Molecular Biology Institute, University of California Los Angeles, Los Angeles, California.
Curr Protoc. 2022 Jul;2(7):e492. doi: 10.1002/cpz1.492.
Cysteine-directed chemoproteomic profiling methods yield high-throughput inventories of redox-sensitive and ligandable cysteine residues and therefore are enabling techniques for functional biology and drug discovery.
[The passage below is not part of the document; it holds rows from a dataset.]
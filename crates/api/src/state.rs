//! Shared application state.

use std::sync::Arc;
use std::time::Duration;

use domain::{Authenticator, Catalog, Shop};

use crate::config::DEFAULT_RATE_LIMIT_PER_HOUR;

/// Services shared by every handler.
pub struct AppState {
    pub authenticator: Arc<Authenticator>,
    pub catalog: Arc<Catalog>,
    pub shop: Arc<Shop>,
    /// Enables `Stripe-Signature` verification on the webhook when set.
    pub webhook_secret: Option<String>,
}

/// Transport limits applied by the middleware chain.
#[derive(Debug, Clone, Copy)]
pub struct HttpSettings {
    pub request_timeout: Duration,
    pub rate_limit_per_hour: u32,
    pub body_limit_bytes: usize,
}

impl Default for HttpSettings {
    fn default() -> Self {
        Self {
            request_timeout: Duration::from_secs(30),
            rate_limit_per_hour: DEFAULT_RATE_LIMIT_PER_HOUR,
            body_limit_bytes: 2 * 1024 * 1024,
        }
    }
}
However, the cumbersome nature of many sample preparation workflows, the requirements for large amounts of input material, and the modest yields of labeled peptides are limitations that hinder most chemoproteomics studies. Here, we report an optimized chemoproteomic sample-preparation workflow that combines enhanced peptide labeling with single-pot, solid-phase-enhanced sample preparation (SP3) to improve the recovery of biotinylated peptides, even from small samples. We further tailor our SP3 method to specifically probe the redox proteome, which showcases the utility of the SP3 platform in multistep sample-preparation workflows. By implementing a customized workflow in the FragPipe computational pipeline, we achieve accurate MS1-based quantification, including for peptides containing multiple cysteine residues. Collectively these innovations enable enhanced high-throughput quantitative analysis of the cysteinome. This article includes detailed protocols for cysteine labeling with isotopically labeled iodoacetamide alkyne probes, biotinylation with CuAAC, sample cleanup with SP3, enrichment of cysteines with NeutrAvidin agarose beads, LC-FAIMS-MS/MS analysis, and FragPipe-IonQuant analysis. © 2022 Wiley Periodicals LLC. Basic Protocol 1: Labeling of cysteines in human proteome and SP3-based sample cleanup Alternate Protocol 1: Labeling of cysteines in human proteome, SP3-based sample cleanup, and enrichment of cysteines for isoTOP-ABPP analysis Alternate Protocol 2: Labeling of cysteines in human proteome and SP3-based sample cleanup for redox proteome analysis Basic Protocol 2: Peptide-level cysteine enrichment Basic Protocol 3: LC-FAIMS-MS/MS analysis Basic Protocol 4: FragPipe data analysis.
半胱氨酸导向的化学蛋白质组学分析方法能够高通量地鉴定出氧化还原敏感和配体结合的半胱氨酸残基,因此是功能生物学和药物发现的重要技术手段。然而,许多样品制备工作流程繁琐、需要大量输入材料以及标记肽的产量适中,这些都是限制大多数化学蛋白质组学研究的因素。在这里,我们报告了一种优化的化学蛋白质组学样品制备工作流程,该流程结合了增强的肽标记与单步固相增强样品制备(SP3),以提高生物素化肽的回收率,即使是从小样本中也能得到提高。我们进一步调整我们的 SP3 方法,专门探测氧化还原蛋白质组,展示了 SP3 平台在多步样品制备工作流程中的实用性。通过在 FragPipe 计算管道中实现定制的工作流程,我们实现了基于 MS1 的准确定量,包括含有多个半胱氨酸残基的肽的定量。这些创新共同实现了对半胱氨酸组的增强高通量定量分析。本文包括详细的方案,用于使用同位素标记的碘乙酰胺炔烃探针对半胱氨酸进行标记、用 CuAAC 进行生物素化、用 SP3 进行样品净化、用 NeutrAvidin 琼脂糖珠对半胱氨酸进行富集、LC-FAIMS-MS/MS 分析以及 FragPipe-IonQuant 分析。 © 2022 Wiley Periodicals LLC. 基本方案 1:人蛋白质组中半胱氨酸的标记和基于 SP3 的样品净化 可选方案 1:人蛋白质组中半胱氨酸的标记、基于 SP3 的样品净化和 isoTOP-ABPP 分析对半胱氨酸的富集 可选方案 2:人蛋白质组中半胱氨酸的标记和基于 SP3 的样品净化用于氧化还原蛋白质组分析 基本方案 2:肽水平对半胱氨酸的富集 基本方案 3:LC-FAIMS-MS/MS 分析 基本方案 4:FragPipe 数据分析。